Ten years after the end of the brutal civil war, the ethnically and religiously diverse people of Sri Lanka continue to cope with old wounds and new tensions. The 2019 Easter bombings have further deepened social divides-feeding into the anti-Muslim rhetoric of hardline Buddhist leaders, and pitting faith groups against each other. To prevent further violence and support healing, it is critical to counteract false rumors and hate speech, and foster cooperation across divides within communities.
This project builds resiliency and trust among diverse Sri Lankans using a successful model of interfaith cooperation.
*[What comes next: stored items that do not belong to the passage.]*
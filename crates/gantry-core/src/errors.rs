//! Unified error type for Gantry operations.
//!
//! One serializable enum shared by every crate in the workspace, so callers
//! can pattern-match on kind. Authentication failures are deliberately
//! uniform: an unknown email and a wrong password produce the same error,
//! and infrastructure failures are never folded into them.

use serde::{Deserialize, Serialize};

/// Unified error type for all Gantry operations
#[derive(Debug, Clone, Serialize, Deserialize, thiserror::Error)]
pub enum GantryError {
    /// Authentication failed: bad credentials, an expired, tampered, or
    /// replayed token, or an inactive principal.
    #[error("Unauthorized: {message}")]
    Unauthorized {
        /// Uniform description; never distinguishes which check failed
        message: String,
    },

    /// The caller is authenticated but the requested action was denied.
    #[error("Forbidden: {message}")]
    Forbidden {
        /// Why the action was denied
        message: String,
    },

    /// A looked-up record does not exist, where saying so leaks nothing.
    #[error("Not found: {message}")]
    NotFound {
        /// What was not found
        message: String,
    },

    /// Malformed or missing input.
    #[error("Invalid: {message}")]
    Invalid {
        /// What was wrong with the input
        message: String,
    },

    /// A backing store or other dependency is unavailable. Retryable;
    /// never surfaced as an authentication or authorization failure.
    #[error("Transient: {message}")]
    Transient {
        /// What failed
        message: String,
    },

    /// Key material or hashing failure.
    #[error("Crypto error: {message}")]
    Crypto {
        /// What failed
        message: String,
    },

    /// Serialization/deserialization error
    #[error("Serialization error: {message}")]
    Serialization {
        /// What failed to (de)serialize
        message: String,
    },

    /// Internal system error
    #[error("Internal error: {message}")]
    Internal {
        /// What went wrong
        message: String,
    },
}

impl GantryError {
    /// Create a uniform authentication failure
    pub fn unauthorized(message: impl Into<String>) -> Self {
        Self::Unauthorized {
            message: message.into(),
        }
    }

    /// Create an authorization failure
    pub fn forbidden(message: impl Into<String>) -> Self {
        Self::Forbidden {
            message: message.into(),
        }
    }

    /// Create a not found error
    pub fn not_found(message: impl Into<String>) -> Self {
        Self::NotFound {
            message: message.into(),
        }
    }

    /// Create an invalid input error
    pub fn invalid(message: impl Into<String>) -> Self {
        Self::Invalid {
            message: message.into(),
        }
    }

    /// Create a retryable infrastructure error
    pub fn transient(message: impl Into<String>) -> Self {
        Self::Transient {
            message: message.into(),
        }
    }

    /// Create a crypto error
    pub fn crypto(message: impl Into<String>) -> Self {
        Self::Crypto {
            message: message.into(),
        }
    }

    /// Create a serialization error
    pub fn serialization(message: impl Into<String>) -> Self {
        Self::Serialization {
            message: message.into(),
        }
    }

    /// Create an internal error
    pub fn internal(message: impl Into<String>) -> Self {
        Self::Internal {
            message: message.into(),
        }
    }

    /// True for failures a caller may sensibly retry.
    pub fn is_retryable(&self) -> bool {
        matches!(self, Self::Transient { .. })
    }
}

/// Standard Result type for Gantry operations
pub type Result<T> = std::result::Result<T, GantryError>;

impl From<std::io::Error> for GantryError {
    fn from(err: std::io::Error) -> Self {
        match err.kind() {
            std::io::ErrorKind::NotFound => Self::not_found(err.to_string()),
            std::io::ErrorKind::TimedOut => Self::transient(err.to_string()),
            _ => Self::internal(err.to_string()),
        }
    }
}

impl From<serde_json::Error> for GantryError {
    fn from(err: serde_json::Error) -> Self {
        Self::serialization(err.to_string())
    }
}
We work with Sarvodaya (a Sri Lankan NGO) to support interfaith councils of religious leaders that formed during a reconciliation program we led together in 2011-2013. These faith leaders now lead publicly visible activities together-cultural exchanges, youth activities, repairs of places of worship, interfaith dialogues for young religious leaders-and help de-escalate tensions.
Grassroots interfaith activities build trust among diverse Sri Lankans who have been pitted against one another for decades. The faith leaders in this project help communities reach across divides, to work together to prevent further violence. In 2018, informal community relationships prevented anti-Muslim mob violence from escalating into widespread bloodshed-sometimes, through acts as simple as texting a neighbor to avoid a certain area. This project explicitly strengthens those connections.